Читаем Как кошка смотрела на королей и другие мемуаразмы полностью

Я уже сказала, что до перестройки сама возможность поездки во Францию казалась мне абсолютно нереальной. Какая Франция, если меня даже в Венгрию по туристической путевке не пустили: я же нигде не служила. Профком литераторов в расчет не принимался, и характеристику своей благонадежности я должна была получить в Совете ветеранов по месту жительства (!). Я даже туда сходила; ветераны посмотрели на меня тем взглядом, о каком народная мудрость говорит: «как солдат на вошь», и сказали, что для получения характеристики я должна предъявить свидетельство своей работы на субботнике по благоустройству придомовой территории. Я поблагодарила и больше к ним уже не возвращалась. Кстати о том, насколько нереальным казалось существование Франции: какие-то люди все-таки туда каким-то чудом попадали, там им дарили литературу на французском, зачастую одариваемым совершенно не нужную. И вот от таких знакомых мне в середине 1970‐х попала в подарок пара номеров авангардного структуралистского журнала «Tel quel», а в них среди прочего были объявления о каких-то мероприятиях в Сорбонне. И меня вдруг страшно поразило, что вот же, вот эта лекция была такого-то числа год назад, я даже примерно помню, что я делала в этот день в Москве. А они, французы, собирались в этот день на лекцию в Сорбонне, такая-то аудитория, escalier G (в старой Сорбонне, как я узнала много позже, много подъездов, и каждый из них именуется «лестницей» – кстати, как в Петербурге, где наше московское слово «подъезд» не в употреблении). То есть мы с французскими учеными живем хотя и не в одном пространстве, но в одном и том же времени. Это мое «открытие» доказывает глубину той пропасти, которая отделяла меня – от Франции. И вдруг оказалось, что эту пропасть можно перепрыгнуть. Произошло это, конечно, не само собой, а благодаря подруге Лене, которая, выйдя замуж за француза, с 1980 года жила во Франции и, как только благодаря перестройке в железном занавесе, отделявшем Советской Союз от «заграницы», появились щели и трещины, стала приглашать друзей к себе в гости. И в 1989 году очередь дошла до меня. Но Лена жила не в Париже. А мне хотелось (и до сих пор всегда хочется) не просто во Францию, а в Париж. Денег же на то, чтобы снять там жилье, не хватало, потому что, как я уже упоминала, купить валюту можно было в самом мизерном количестве.

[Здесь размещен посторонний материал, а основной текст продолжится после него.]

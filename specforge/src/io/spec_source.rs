//! Which specification files to process, and loading them.

use std::fs;
use std::path::{Path, PathBuf};

use anyhow::Result;
use tracing::{debug, instrument};

use crate::core::spec::Specification;
use crate::error::PipelineError;
use crate::io::git::Git;

/// Spec files added or modified since `base`, as sorted absolute paths.
///
/// Deleted files never appear (`--diff-filter=AM`); files removed from the
/// worktree after the diff was taken are dropped too.
#[instrument(skip_all, fields(base = base, specs_dir = specs_dir))]
pub fn changed_specs(git: &Git, repo_root: &Path, specs_dir: &str, base: &str) -> Result<Vec<PathBuf>> {
    let pathspecs = vec![
        format!("{specs_dir}/*.yml"),
        format!("{specs_dir}/*.yaml"),
    ];
    let mut paths: Vec<PathBuf> = git
        .changed_files(base, &pathspecs)?
        .into_iter()
        .map(|rel| repo_root.join(rel))
        .filter(|path| path.is_file())
        .collect();
    paths.sort();
    paths.dedup();
    debug!(count = paths.len(), "changed specifications");
    Ok(paths)
}

/// Read and validate one specification. Every failure is a [`PipelineError::Spec`].
pub fn load_spec(path: &Path) -> Result<Specification, PipelineError> {
    let spec_error = |reason: String| PipelineError::Spec {
        source_path: path.to_path_buf(),
        reason,
    };
    let raw = fs::read_to_string(path).map_err(|err| spec_error(err.to_string()))?;
    Specification::from_yaml(&raw).map_err(|err| spec_error(format!("{err:#}")))
}
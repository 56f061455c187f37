//! Pull artifact content out of a free-form service response.
//!
//! Contract: the first complete fenced block wins. A block opens with a line
//! starting with three or more backticks (optional info string) and closes on
//! the next line made only of at least as many backticks, so shorter fences
//! inside the content survive. Without a complete block the whole response is
//! the content.

const MIN_FENCE: usize = 3;

/// Extract content from `response`, or `None` when nothing usable remains.
pub fn extract_content(response: &str) -> Option<String> {
    let content = first_fenced_block(response).unwrap_or_else(|| response.trim().to_string());
    if content.trim().is_empty() {
        return None;
    }
    Some(with_trailing_newline(content))
}

fn first_fenced_block(response: &str) -> Option<String> {
    let mut lines = response.lines();
    let width = lines.find_map(|line| {
        let width = backtick_run(line.trim_start());
        (width >= MIN_FENCE).then_some(width)
    })?;

    let mut body = Vec::new();
    for line in lines {
        let trimmed = line.trim();
        if backtick_run(trimmed) == trimmed.len() && trimmed.len() >= width {
            return Some(body.join("\n"));
        }
        body.push(line);
    }
    // Unterminated fence: not a block.
    None
}

fn backtick_run(line: &str) -> usize {
    line.bytes().take_while(|b| *b == b'`').count()
}

fn with_trailing_newline(mut content: String) -> String {
    if !content.ends_with('\n') {
        content.push('\n');
    }
    content
}
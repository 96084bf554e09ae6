// Host-side tests for the hero scene: picking math, bounded drift, and
// instance packing.

use folio_core::hero::{ray_sphere, screen_to_world_ray, Camera, HeroPalette, HeroScene};
use folio_core::constants::{HERO_BOUNDS, HERO_WRAP_MARGIN};
use glam::{Vec2, Vec3};

#[test]
fn ray_sphere_intersection_basic() {
    let origin = Vec3::ZERO;
    let dir = Vec3::new(0.0, 0.0, 1.0);
    let t = ray_sphere(origin, dir, Vec3::new(0.0, 0.0, 5.0), 2.0);
    assert!(t.is_some());
    let t = t.unwrap();
    assert!(t > 0.0 && t < 10.0);
}

#[test]
fn ray_sphere_intersection_miss() {
    let origin = Vec3::ZERO;
    let dir = Vec3::new(1.0, 0.0, 0.0);
    assert!(ray_sphere(origin, dir, Vec3::new(0.0, 0.0, 5.0), 2.0).is_none());
}

#[test]
fn ray_sphere_behind_origin_is_rejected() {
    let origin = Vec3::ZERO;
    let dir = Vec3::new(0.0, 0.0, 1.0);
    assert!(ray_sphere(origin, dir, Vec3::new(0.0, 0.0, -5.0), 2.0).is_none());
}

#[test]
fn screen_center_ray_points_at_the_scene() {
    let camera = Camera::hero(16.0 / 9.0);
    let (origin, dir) = screen_to_world_ray(&camera, Vec2::new(640.0, 360.0), 1280.0, 720.0);
    assert!((origin - camera.eye).length() < 1.0);
    // The center ray heads from the eye toward the look target.
    let toward = (camera.target - camera.eye).normalize();
    assert!(dir.dot(toward) > 0.99);
}

#[test]
fn shapes_stay_inside_the_wrap_band() {
    let mut scene = HeroScene::new(HeroPalette::default(), 9);
    for _ in 0..5000 {
        scene.tick(1.0 / 60.0);
    }
    let limit = HERO_BOUNDS + HERO_WRAP_MARGIN;
    for shape in scene.shapes() {
        for axis in 0..3 {
            assert!(
                shape.pos[axis].abs() <= limit,
                "axis {axis} escaped: {}",
                shape.pos[axis]
            );
            assert!(shape.pos[axis].is_finite());
        }
    }
}

#[test]
fn press_on_a_shape_changes_its_velocity() {
    let mut scene = HeroScene::new(HeroPalette::default(), 9);
    let camera = Camera::hero(16.0 / 9.0);
    // Project the cube's center to screen space, then press there.
    let cube = scene.shapes()[0].pos;
    let clip = camera.view_proj() * cube.extend(1.0);
    let ndc = clip.truncate() / clip.w;
    let sx = (ndc.x + 1.0) * 0.5 * 1280.0;
    let sy = (1.0 - ndc.y) * 0.5 * 720.0;

    let before = scene.shapes()[0].vel;
    let hit = scene.press(&camera, Vec2::new(sx, sy), 1280.0, 720.0);
    assert!(hit, "projected center press should hit the cube");
    assert!((scene.shapes()[0].vel - before).length() > 0.5);
}

#[test]
fn press_on_empty_space_hits_nothing() {
    let mut scene = HeroScene::new(HeroPalette::default(), 9);
    let camera = Camera::hero(16.0 / 9.0);
    assert!(!scene.press(&camera, Vec2::new(2.0, 2.0), 1280.0, 720.0));
}

#[test]
fn instances_pack_one_entry_per_shape() {
    let mut scene = HeroScene::new(HeroPalette::default(), 9);
    scene.tick(1.0 / 60.0);
    let mut out = Vec::new();
    scene.instances(&mut out);
    assert_eq!(out.len(), scene.shapes().len());
    for inst in &out {
        assert!(inst.scale > 0.0);
        assert!(inst.color.iter().all(|c| c.is_finite()));
        assert!(inst.emissive >= 0.0);
    }
}
//! Platform-independent core of the portfolio front-end.
//!
//! Everything here is plain state and math: the web crate feeds in time and
//! input samples, and projects the snapshots this crate produces onto the
//! page. No module reads a clock or touches a platform API, so the whole
//! crate runs and tests on the host.

pub mod color;
pub mod constants;
pub mod contact;
pub mod field;
pub mod hero;
pub mod intro;
pub mod nav;
pub mod playground;
pub mod pointer;
pub mod pulse;
pub mod surface;
pub mod trail;

pub use color::{ColorParseError, Rgba};
pub use contact::{ContactDraft, ContactError, RelayReply, SubmitStatus};
pub use field::{FieldConfig, ParticleField};
pub use hero::{Camera, HeroInstance, HeroPalette, HeroScene};
pub use intro::{IntroConfig, IntroEvent, IntroPhase, IntroSequence};
pub use playground::{CardState, PlaygroundConfig, SkillsWorld};
pub use pointer::PointerTracker;
pub use pulse::{Pulse, PulseQueue};
pub use surface::{BoundaryPolicy, SurfaceBounds};
pub use trail::{CursorTrail, TrailNodeView};
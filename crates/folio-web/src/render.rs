//! Instanced WebGPU renderer for the hero scene.
//!
//! One alpha-blended quad per scene shape, driven by the packed instance
//! buffer the core scene produces. If no adapter or device can be acquired
//! the hero component simply renders nothing.

use folio_core::HeroInstance;
use glam::Mat4;
use web_sys as web;
use wgpu::util::DeviceExt;

static HERO_WGSL: &str = include_str!("shaders/hero.wgsl");

/// Room for every scene shape with headroom; the scene never grows.
const INSTANCE_CAPACITY: usize = 32;

#[repr(C)]
#[derive(Copy, Clone, bytemuck::Pod, bytemuck::Zeroable)]
struct Uniforms {
    view_proj: [[f32; 4]; 4],
}

pub struct GpuState {
    surface: wgpu::Surface<'static>,
    device: wgpu::Device,
    queue: wgpu::Queue,
    config: wgpu::SurfaceConfiguration,
    pipeline: wgpu::RenderPipeline,
    uniform_buffer: wgpu::Buffer,
    quad_vb: wgpu::Buffer,
    instance_vb: wgpu::Buffer,
    bind_group: wgpu::BindGroup,
    width: u32,
    height: u32,
}

impl GpuState {
    pub async fn new(canvas: &web::HtmlCanvasElement) -> anyhow::Result<Self> {
        let width = canvas.width().max(1);
        let height = canvas.height().max(1);

        let instance = wgpu::Instance::default();
        // The canvas handle is owned by the surface, so no borrowed
        // lifetime escapes this constructor.
        let surface =
            instance.create_surface(wgpu::SurfaceTarget::Canvas(canvas.clone()))?;
        let adapter = instance
            .request_adapter(&wgpu::RequestAdapterOptions {
                power_preference: wgpu::PowerPreference::HighPerformance,
                compatible_surface: Some(&surface),
                force_fallback_adapter: false,
            })
            .await
            .ok_or_else(|| anyhow::anyhow!("no WebGPU adapter"))?;
        let (device, queue) = adapter
            .request_device(
                &wgpu::DeviceDescriptor {
                    required_features: wgpu::Features::empty(),
                    required_limits: wgpu::Limits::default(),
                    memory_hints: wgpu::MemoryHints::Performance,
                    label: None,
                },
                None,
            )
            .await
            .map_err(|e| anyhow::anyhow!(format!("request_device error: {e:?}")))?;

        let caps = surface.get_capabilities(&adapter);
        let format = caps
            .formats
            .iter()
            .copied()
            .find(|f| {
                matches!(
                    f,
                    wgpu::TextureFormat::Bgra8UnormSrgb | wgpu::TextureFormat::Rgba8UnormSrgb
                )
            })
            .unwrap_or(caps.formats[0]);
        let config = wgpu::SurfaceConfiguration {
            usage: wgpu::TextureUsages::RENDER_ATTACHMENT,
            format,
            width,
            height,
            present_mode: wgpu::PresentMode::Fifo,
            alpha_mode: caps.alpha_modes[0],
            view_formats: vec![],
            desired_maximum_frame_latency: 2,
        };
        surface.configure(&device, &config);

        let shader = device.create_shader_module(wgpu::ShaderModuleDescriptor {
            label: Some("hero_shader"),
            source: wgpu::ShaderSource::Wgsl(HERO_WGSL.into()),
        });
        let uniform_buffer = device.create_buffer(&wgpu::BufferDescriptor {
            label: Some("hero_uniforms"),
            size: std::mem::size_of::<Uniforms>() as u64,
            usage: wgpu::BufferUsages::UNIFORM | wgpu::BufferUsages::COPY_DST,
            mapped_at_creation: false,
        });
        let quad_vertices: [f32; 12] = [
            -0.5, -0.5, 0.5, -0.5, 0.5, 0.5, -0.5, -0.5, 0.5, 0.5, -0.5, 0.5,
        ];
        let quad_vb = device.create_buffer_init(&wgpu::util::BufferInitDescriptor {
            label: Some("hero_quad_vb"),
            contents: bytemuck::cast_slice(&quad_vertices),
            usage: wgpu::BufferUsages::VERTEX,
        });
        let instance_vb = device.create_buffer(&wgpu::BufferDescriptor {
            label: Some("hero_instance_vb"),
            size: (std::mem::size_of::<HeroInstance>() * INSTANCE_CAPACITY) as u64,
            usage: wgpu::BufferUsages::VERTEX | wgpu::BufferUsages::COPY_DST,
            mapped_at_creation: false,
        });

        let bgl = device.create_bind_group_layout(&wgpu::BindGroupLayoutDescriptor {
            label: Some("hero_bgl"),
            entries: &[wgpu::BindGroupLayoutEntry {
                binding: 0,
                visibility: wgpu::ShaderStages::VERTEX_FRAGMENT,
                ty: wgpu::BindingType::Buffer {
                    ty: wgpu::BufferBindingType::Uniform,
                    has_dynamic_offset: false,
                    min_binding_size: None,
                },
                count: None,
            }],
        });
        let bind_group = device.create_bind_group(&wgpu::BindGroupDescriptor {
            label: Some("hero_bg"),
            layout: &bgl,
            entries: &[wgpu::BindGroupEntry {
                binding: 0,
                resource: uniform_buffer.as_entire_binding(),
            }],
        });
        let pipeline_layout = device.create_pipeline_layout(&wgpu::PipelineLayoutDescriptor {
            label: Some("hero_pl"),
            bind_group_layouts: &[&bgl],
            push_constant_ranges: &[],
        });

        let vertex_buffers = [
            wgpu::VertexBufferLayout {
                array_stride: (std::mem::size_of::<f32>() * 2) as u64,
                step_mode: wgpu::VertexStepMode::Vertex,
                attributes: &[wgpu::VertexAttribute {
                    format: wgpu::VertexFormat::Float32x2,
                    offset: 0,
                    shader_location: 0,
                }],
            },
            wgpu::VertexBufferLayout {
                array_stride: std::mem::size_of::<HeroInstance>() as u64,
                step_mode: wgpu::VertexStepMode::Instance,
                attributes: &[
                    wgpu::VertexAttribute {
                        format: wgpu::VertexFormat::Float32x3,
                        offset: 0,
                        shader_location: 1,
                    },
                    wgpu::VertexAttribute {
                        format: wgpu::VertexFormat::Float32,
                        offset: 12,
                        shader_location: 2,
                    },
                    wgpu::VertexAttribute {
                        format: wgpu::VertexFormat::Float32x4,
                        offset: 16,
                        shader_location: 3,
                    },
                    wgpu::VertexAttribute {
                        format: wgpu::VertexFormat::Float32,
                        offset: 32,
                        shader_location: 4,
                    },
                ],
            },
        ];

        let pipeline = device.create_render_pipeline(&wgpu::RenderPipelineDescriptor {
            label: Some("hero_pipeline"),
            layout: Some(&pipeline_layout),
            vertex: wgpu::VertexState {
                module: &shader,
                entry_point: Some("vs_main"),
                buffers: &vertex_buffers,
                compilation_options: wgpu::PipelineCompilationOptions::default(),
            },
            primitive: wgpu::PrimitiveState::default(),
            depth_stencil: None,
            multisample: wgpu::MultisampleState::default(),
            fragment: Some(wgpu::FragmentState {
                module: &shader,
                entry_point: Some("fs_main"),
                targets: &[Some(wgpu::ColorTargetState {
                    format,
                    blend: Some(wgpu::BlendState::ALPHA_BLENDING),
                    write_mask: wgpu::ColorWrites::ALL,
                })],
                compilation_options: wgpu::PipelineCompilationOptions::default(),
            }),
            cache: None,
            multiview: None,
        });

        Ok(Self {
            surface,
            device,
            queue,
            config,
            pipeline,
            uniform_buffer,
            quad_vb,
            instance_vb,
            bind_group,
            width,
            height,
        })
    }

    pub fn resize_if_needed(&mut self, width: u32, height: u32) {
        if width == 0 || height == 0 {
            return;
        }
        if width != self.width || height != self.height {
            self.width = width;
            self.height = height;
            self.config.width = width;
            self.config.height = height;
            self.surface.configure(&self.device, &self.config);
        }
    }

    pub fn render(
        &mut self,
        view_proj: Mat4,
        instances: &[HeroInstance],
    ) -> Result<(), wgpu::SurfaceError> {
        let frame = self.surface.get_current_texture()?;
        let view = frame
            .texture
            .create_view(&wgpu::TextureViewDescriptor::default());
        let mut encoder = self
            .device
            .create_command_encoder(&wgpu::CommandEncoderDescriptor {
                label: Some("hero_encoder"),
            });

        self.queue.write_buffer(
            &self.uniform_buffer,
            0,
            bytemuck::bytes_of(&Uniforms {
                view_proj: view_proj.to_cols_array_2d(),
            }),
        );
        let count = instances.len().min(INSTANCE_CAPACITY);
        self.queue
            .write_buffer(&self.instance_vb, 0, bytemuck::cast_slice(&instances[..count]));

        let mut rpass = encoder.begin_render_pass(&wgpu::RenderPassDescriptor {
            label: Some("hero_pass"),
            color_attachments: &[Some(wgpu::RenderPassColorAttachment {
                view: &view,
                resolve_target: None,
                ops: wgpu::Operations {
                    load: wgpu::LoadOp::Clear(wgpu::Color {
                        r: 0.0,
                        g: 0.0,
                        b: 0.01,
                        a: 1.0,
                    }),
                    store: wgpu::StoreOp::Store,
                },
            })],
            depth_stencil_attachment: None,
            timestamp_writes: None,
            occlusion_query_set: None,
        });
        rpass.set_pipeline(&self.pipeline);
        rpass.set_bind_group(0, &self.bind_group, &[]);
        rpass.set_vertex_buffer(0, self.quad_vb.slice(..));
        rpass.set_vertex_buffer(1, self.instance_vb.slice(..));
        rpass.draw(0..6, 0..(count as u32));
        drop(rpass);
        self.queue.submit(Some(encoder.finish()));
        frame.present();
        Ok(())
    }

    pub fn size(&self) -> (u32, u32) {
        (self.width, self.height)
    }
}
//! Staged intro overlay.
//!
//! Projects the core intro state machine onto a full-viewport overlay:
//! greeting words cycle, a curtain covers then reveals, and on completion
//! document scrolling is restored, the boot state flips, and the overlay
//! unmounts itself. Document scrolling is suspended for the duration with
//! scrollbar-width compensation so the page does not shift.

use crate::boot::BootState;
use crate::dom;
use crate::runtime::{EffectRuntime, PointerWiring, RuntimeOptions, SurfaceEffect};
use folio_core::{IntroConfig, IntroEvent, IntroPhase, IntroSequence};
use wasm_bindgen::JsCast;
use web_sys as web;

const BODY_STYLE_KEYS: [&str; 7] = [
    "position",
    "top",
    "left",
    "right",
    "width",
    "overflow",
    "padding-right",
];

struct ScrollLock {
    saved: Vec<(String, String)>,
    scroll_y: f64,
}

impl ScrollLock {
    /// Freezes document scrolling, keeping the visual offset, before the
    /// overlay's first paint.
    fn engage(body: &web::HtmlElement) -> Option<Self> {
        let win = dom::window()?;
        let document = dom::document()?;
        let scroll_y = win.page_y_offset().unwrap_or(0.0);

        let style = body.style();
        let saved = BODY_STYLE_KEYS
            .iter()
            .map(|k| ((*k).to_string(), style.get_property_value(k).unwrap_or_default()))
            .collect();

        // Compensate for the vanishing scrollbar.
        let inner = win.inner_width().ok()?.as_f64().unwrap_or(0.0);
        let client = document
            .document_element()
            .map(|root| root.client_width() as f64)
            .unwrap_or(inner);
        let scrollbar = inner - client;
        if scrollbar > 0.0 {
            let _ = style.set_property("padding-right", &format!("{scrollbar}px"));
        }

        let _ = style.set_property("position", "fixed");
        let _ = style.set_property("top", &format!("-{}px", scroll_y.round()));
        let _ = style.set_property("left", "0");
        let _ = style.set_property("right", "0");
        let _ = style.set_property("width", "100%");
        let _ = style.set_property("overflow", "hidden");

        Some(Self { saved, scroll_y })
    }

    /// Restores the saved inline styles and the prior scroll offset.
    fn release(self, body: &web::HtmlElement) {
        let style = body.style();
        for (key, value) in &self.saved {
            if value.is_empty() {
                let _ = style.remove_property(key);
            } else {
                let _ = style.set_property(key, value);
            }
        }
        if let Some(win) = dom::window() {
            win.scroll_to_with_x_and_y(0.0, self.scroll_y);
        }
    }
}

struct IntroOverlay {
    sequence: IntroSequence,
    overlay: web::Element,
    word_el: web::Element,
    curtain: web::HtmlElement,
    backdrop: web::HtmlElement,
    boot: BootState,
    lock: Option<ScrollLock>,
    done: bool,
}

/// Runs the intro once per page load; a remount after completion (root
/// class present) skips straight to done. Under reduced motion the intro
/// is skipped entirely and downstream entrances begin immediately.
pub fn mount(boot: &BootState) -> Option<EffectRuntime> {
    if boot.intro_done() || dom::prefers_reduced_motion() {
        boot.mark_intro_finished();
        return None;
    }
    let document = dom::document()?;
    let body = document.body()?;

    let overlay = document.create_element("div").ok()?;
    let _ = overlay.set_attribute("id", "intro-splash");
    let _ = overlay.set_attribute("aria-hidden", "true");
    let _ = overlay.set_attribute(
        "style",
        "position:fixed;inset:0;z-index:2147483000;overflow:hidden;",
    );

    let backdrop: web::HtmlElement = document.create_element("div").ok()?.dyn_into().ok()?;
    let _ = backdrop.set_attribute(
        "style",
        "position:absolute;inset:0;background:#04130c;display:flex;\
         align-items:center;justify-content:center;",
    );
    let word_el = document.create_element("div").ok()?;
    let _ = word_el.set_attribute(
        "style",
        "color:#d9ffe9;font-size:3rem;font-weight:700;letter-spacing:0.04em;",
    );
    let _ = backdrop.append_child(&word_el);
    let _ = overlay.append_child(&backdrop);

    let curtain: web::HtmlElement = document.create_element("div").ok()?.dyn_into().ok()?;
    let _ = curtain.set_attribute(
        "style",
        "position:absolute;inset:0;background:#0b3d2e;\
         transform:translateY(100%);will-change:transform;",
    );
    let _ = overlay.append_child(&curtain);
    let _ = body.append_child(&overlay);

    let sequence = IntroSequence::new(IntroConfig::default());
    word_el.set_text_content(Some(sequence.current_word()));

    let lock = ScrollLock::engage(&body);

    let effect = IntroOverlay {
        sequence,
        overlay: overlay.clone(),
        word_el,
        curtain,
        backdrop,
        boot: boot.clone(),
        lock,
        done: false,
    };
    let runtime = EffectRuntime::launch(
        overlay,
        Box::new(effect),
        RuntimeOptions {
            pointer: PointerWiring::None,
            // The overlay covers the viewport; no visibility gating, and
            // its geometry is static.
            observe_visibility: false,
            track_resize: false,
        },
    );
    if runtime.is_none() {
        // Reduced-motion raced the check above; clean up and skip.
        boot.mark_intro_finished();
    }
    runtime
}

impl IntroOverlay {
    fn finish(&mut self) {
        if self.done {
            return;
        }
        self.done = true;
        if let Some(body) = dom::document().and_then(|d| d.body()) {
            if let Some(lock) = self.lock.take() {
                lock.release(&body);
            }
        }
        self.boot.mark_intro_finished();
        self.overlay.remove();
    }
}

impl SurfaceEffect for IntroOverlay {
    fn tick(&mut self, dt_ms: f64, _now_ms: f64) {
        for event in self.sequence.tick(dt_ms) {
            match event {
                IntroEvent::WordChanged(_) => {
                    self.word_el
                        .set_text_content(Some(self.sequence.current_word()));
                }
                IntroEvent::CoverStarted => {
                    let _ = self.backdrop.style().set_property("opacity", "0.35");
                    let style = self.curtain.style();
                    let _ = style.set_property(
                        "transition",
                        &format!("transform {}ms ease-in", self.sequence.cover_ms()),
                    );
                    let _ = style.set_property("transform", "translateY(0)");
                }
                IntroEvent::RevealStarted => {
                    let style = self.curtain.style();
                    let _ = style.set_property(
                        "transition",
                        &format!("transform {}ms ease-out", self.sequence.reveal_ms()),
                    );
                    let _ = style.set_property("transform", "translateY(-100%)");
                }
                IntroEvent::Finished => self.finish(),
            }
        }
    }

    fn render(&mut self) {}

    fn finished(&self) -> bool {
        self.sequence.phase() == IntroPhase::Done
    }
}

/// The overlay restores scrolling even if torn down mid-sequence.
impl Drop for IntroOverlay {
    fn drop(&mut self) {
        if !self.done {
            self.finish();
        }
    }
}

И тут благодаря американскому коллеге Ричарду Темпесту выясняется, что в городе Медон (полчаса от Парижа на французской «электричке») есть такое волшебное место – L’ Internat Saint-Georges. И в этом Интернате Святого Георгия, или просто в Сен-Жорже, командуют иезуиты, которые изучают русскую историю и выпускают журнал «Символ». И эти же иезуиты свято чтут память русского иезуита Ивана Сергеевича Гагарина (1814–1882) и не только с удовольствием напечатают нашу с Александром Львовичем Осповатом публикацию писем Гагарина к Александру Ивановичу Тургеневу, но и пустят меня на месяц пожить в этом своем интернате. Чудо, не меньшее, чем сама поездка во Францию.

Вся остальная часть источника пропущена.